Stored items from a collection
----

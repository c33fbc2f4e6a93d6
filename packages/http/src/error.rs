/// Errors surfaced by the httpfs client.
///
/// The kind is decided here, at the protocol boundary, so callers can map it
/// without inspecting messages.
#[derive(thiserror::Error, Debug, Clone, PartialEq, Eq)]
pub enum Error {
    #[error("not found: {path}")]
    NotFound { path: String },

    #[error("permission denied: {path}")]
    PermissionDenied { path: String },

    #[error("already exists: {path}")]
    AlreadyExists { path: String },

    #[error("invalid: {message}")]
    Invalid { message: String },

    #[error("transport error: {message}")]
    Transport { message: String },
}

impl Error {
    pub fn is_not_found(&self) -> bool {
        matches!(self, Error::NotFound { .. })
    }

    /// Classify a non-success status for `path`.
    pub(crate) fn from_status(status: u16, status_text: &str, path: &str) -> Self {
        let path = path.to_string();
        match status {
            404 => Error::NotFound { path },
            403 => Error::PermissionDenied { path },
            409 => Error::AlreadyExists { path },
            _ => Error::Transport {
                message: format!("HTTP {} {} for '{}'", status, status_text, path),
            },
        }
    }
}

impl From<url::ParseError> for Error {
    fn from(error: url::ParseError) -> Self {
        Error::Invalid {
            message: format!("URL parse error: {}", error),
        }
    }
}

impl From<serde_json::Error> for Error {
    fn from(error: serde_json::Error) -> Self {
        Error::Invalid {
            message: format!("JSON error: {}", error),
        }
    }
}

impl From<std::io::Error> for Error {
    fn from(error: std::io::Error) -> Self {
        Error::Transport {
            message: error.to_string(),
        }
    }
}
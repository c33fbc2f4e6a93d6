//! # httpfs-http
//!
//! Client for the httpfs v1 protocol.
//!
//! A backend exposes a file tree over plain HTTP using two verbs:
//!
//! - `HEAD /path` answers metadata through headers (`Content-Length`,
//!   `Last-Modified`, `Content-Disposition`, `Content-Permissions`, and a
//!   `Content-Type` of [`DIRECTORY_CONTENT_TYPE`] for directories)
//! - `GET /path` returns raw file bytes, or `{"dir": [names...]}` for a
//!   directory
//!
//! A 404 on either verb means the path does not exist.
//!
//! ## Example
//!
//! ```ignore
//! use httpfs_http::{HttpFs, RemoteFs};
//!
//! let fs = HttpFs::for_port(8080)?;
//!
//! let entry = fs.stat("hello")?;
//! let content = fs.read("hello")?.into_bytes()?;
//! assert_eq!(content.len() as u64, entry.size);
//! ```

pub mod cache;
pub mod entry;
pub mod error;
pub mod executor;
pub mod path;
pub mod types;

mod client;

/// Content-Type marking a HEAD or GET response as a directory.
pub const DIRECTORY_CONTENT_TYPE: &str = "application/vnd.httpfs.v1+json";

// Re-export main types
pub use cache::StatCache;
pub use client::{HttpFs, RemoteFs};
pub use entry::{DirEntry, EntryKind, Listing, RemoteEntry};
pub use error::Error;
pub use executor::{HttpExecutor, ReqwestExecutor};
pub use types::{Body, HttpRequest, HttpResponse, Method};
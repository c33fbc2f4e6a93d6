//! HTTP execution abstraction for testing.
//!
//! This module provides a trait for HTTP execution that can be mocked in tests,
//! avoiding the need for actual network calls.

use std::collections::HashMap;
use std::time::Duration;

use reqwest::blocking::Client;

use crate::types::{Body, HttpRequest, HttpResponse};

/// Trait for executing HTTP requests.
///
/// Implementations can use real HTTP clients or mock responses for testing.
/// Calls arrive concurrently from filesystem worker threads.
pub trait HttpExecutor: Send + Sync {
    /// Execute an HTTP request and return the response with its body unread.
    ///
    /// Returns `Err` with a message if the request could not be carried out.
    fn execute(&self, request: &HttpRequest) -> Result<HttpResponse, String>;
}

/// Production HTTP executor using reqwest.
pub struct ReqwestExecutor {
    client: Client,
}

impl ReqwestExecutor {
    /// Create an executor that keeps reqwest's transport defaults.
    pub fn new() -> Result<Self, String> {
        let client = Client::builder().build().map_err(|e| e.to_string())?;
        Ok(Self { client })
    }

    /// Create an executor with an explicit per-request timeout.
    pub fn with_timeout(timeout: Duration) -> Result<Self, String> {
        let client = Client::builder()
            .timeout(timeout)
            .build()
            .map_err(|e| e.to_string())?;

        Ok(Self { client })
    }
}

impl HttpExecutor for ReqwestExecutor {
    fn execute(&self, request: &HttpRequest) -> Result<HttpResponse, String> {
        let method: http::Method = request.method.into();

        let response = self
            .client
            .request(method, &request.url)
            .send()
            .map_err(|e| e.to_string())?;

        let status = response.status().as_u16();
        let status_text = response
            .status()
            .canonical_reason()
            .unwrap_or("Unknown")
            .to_string();

        let mut headers = HashMap::new();
        for (name, value) in response.headers() {
            if let Ok(v) = value.to_str() {
                headers.insert(name.to_string(), v.to_string());
            }
        }

        Ok(HttpResponse {
            status,
            status_text,
            headers,
            body: Body::new(response),
        })
    }
}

----

### WHAT YOU ARE ASKED TO DO
All of the entries above must be transcribed exactly.

### EXERCISE RESPONSE
repository c33fbc2f4e6a93d6
filename packages/http/src/error.rs
/// Errors surfaced by the httpfs client.
///
/// The kind is decided here, at the protocol boundary, so callers can map it
/// without inspecting messages.
#[derive(thiserror::Error, Debug, Clone, PartialEq, Eq)]
pub enum Error {
    #[error("not found: {path}")]
    NotFound { path: String },

    #[error("permission denied: {path}")]
    PermissionDenied { path: String },

    #[error("already exists: {path}")]
    AlreadyExists { path: String },

    #[error("invalid: {message}")]
    Invalid { message: String },

    #[error("transport error: {message}")]
    Transport { message: String },
}

impl Error {
    pub fn is_not_found(&self) -> bool {
        matches!(self, Error::NotFound { .. })
    }

    /// Classify a non-success status for `path`.
    pub(crate) fn from_status(status: u16, status_text: &str, path: &str) -> Self {
        let path = path.to_string();
        match status {
            404 => Error::NotFound { path },
            403 => Error::PermissionDenied { path },
            409 => Error::AlreadyExists { path },
            _ => Error::Transport {
                message: format!("HTTP {} {} for '{}'", status, status_text, path),
            },
        }
    }
}

impl From<url::ParseError> for Error {
    fn from(error: url::ParseError) -> Self {
        Error::Invalid {
            message: format!("URL parse error: {}", error),
        }
    }
}

impl From<serde_json::Error> for Error {
    fn from(error: serde_json::Error) -> Self {
        Error::Invalid {
            message: format!("JSON error: {}", error),
        }
    }
}

impl From<std::io::Error> for Error {
    fn from(error: std::io::Error) -> Self {
        Error::Transport {
            message: error.to_string(),
        }
    }
}
repository c33fbc2f4e6a93d6
//! # httpfs-http
//!
//! Client for the httpfs v1 protocol.
//!
//! A backend exposes a file tree over plain HTTP using two verbs:
//!
//! - `HEAD /path` answers metadata through headers (`Content-Length`,
//!   `Last-Modified`, `Content-Disposition`, `Content-Permissions`, and a
//!   `Content-Type` of [`DIRECTORY_CONTENT_TYPE`] for directories)
//! - `GET /path` returns raw file bytes, or `{"dir": [names...]}` for a
//!   directory
//!
//! A 404 on either verb means the path does not exist.
//!
//! ## Example
//!
//! ```ignore
//! use httpfs_http::{HttpFs, RemoteFs};
//!
//! let fs = HttpFs::for_port(8080)?;
//!
//! let entry = fs.stat("hello")?;
//! let content = fs.read("hello")?.into_bytes()?;
//! assert_eq!(content.len() as u64, entry.size);
//! ```

pub mod cache;
pub mod entry;
pub mod error;
pub mod executor;
pub mod path;
pub mod types;

mod client;

/// Content-Type marking a HEAD or GET response as a directory.
pub const DIRECTORY_CONTENT_TYPE: &str = "application/vnd.httpfs.v1+json";

// Re-export main types
pub use cache::StatCache;
pub use client::{HttpFs, RemoteFs};
pub use entry::{DirEntry, EntryKind, Listing, RemoteEntry};
pub use error::Error;
pub use executor::{HttpExecutor, ReqwestExecutor};
pub use types::{Body, HttpRequest, HttpResponse, Method};
repository c33fbc2f4e6a93d6
//! HTTP execution abstraction for testing.
//!
//! This module provides a trait for HTTP execution that can be mocked in tests,
//! avoiding the need for actual network calls.

use std::collections::HashMap;
use std::time::Duration;

use reqwest::blocking::Client;

use crate::types::{Body, HttpRequest, HttpResponse};

/// Trait for executing HTTP requests.
///
/// Implementations can use real HTTP clients or mock responses for testing.
/// Calls arrive concurrently from filesystem worker threads.
pub trait HttpExecutor: Send + Sync {
    /// Execute an HTTP request and return the response with its body unread.
    ///
    /// Returns `Err` with a message if the request could not be carried out.
    fn execute(&self, request: &HttpRequest) -> Result<HttpResponse, String>;
}

/// Production HTTP executor using reqwest.
pub struct ReqwestExecutor {
    client: Client,
}

impl ReqwestExecutor {
    /// Create an executor that keeps reqwest's transport defaults.
    pub fn new() -> Result<Self, String> {
        let client = Client::builder().build().map_err(|e| e.to_string())?;
        Ok(Self { client })
    }

    /// Create an executor with an explicit per-request timeout.
    pub fn with_timeout(timeout: Duration) -> Result<Self, String> {
        let client = Client::builder()
            .timeout(timeout)
            .build()
            .map_err(|e| e.to_string())?;

        Ok(Self { client })
    }
}

impl HttpExecutor for ReqwestExecutor {
    fn execute(&self, request: &HttpRequest) -> Result<HttpResponse, String> {
        let method: http::Method = request.method.into();

        let response = self
            .client
            .request(method, &request.url)
            .send()
            .map_err(|e| e.to_string())?;

        let status = response.status().as_u16();
        let status_text = response
            .status()
            .canonical_reason()
            .unwrap_or("Unknown")
            .to_string();

        let mut headers = HashMap::new();
        for (name, value) in response.headers() {
            if let Ok(v) = value.to_str() {
                headers.insert(name.to_string(), v.to_string());
            }
        }

        Ok(HttpResponse {
            status,
            status_text,
            headers,
            body: Body::new(response),
        })
    }
}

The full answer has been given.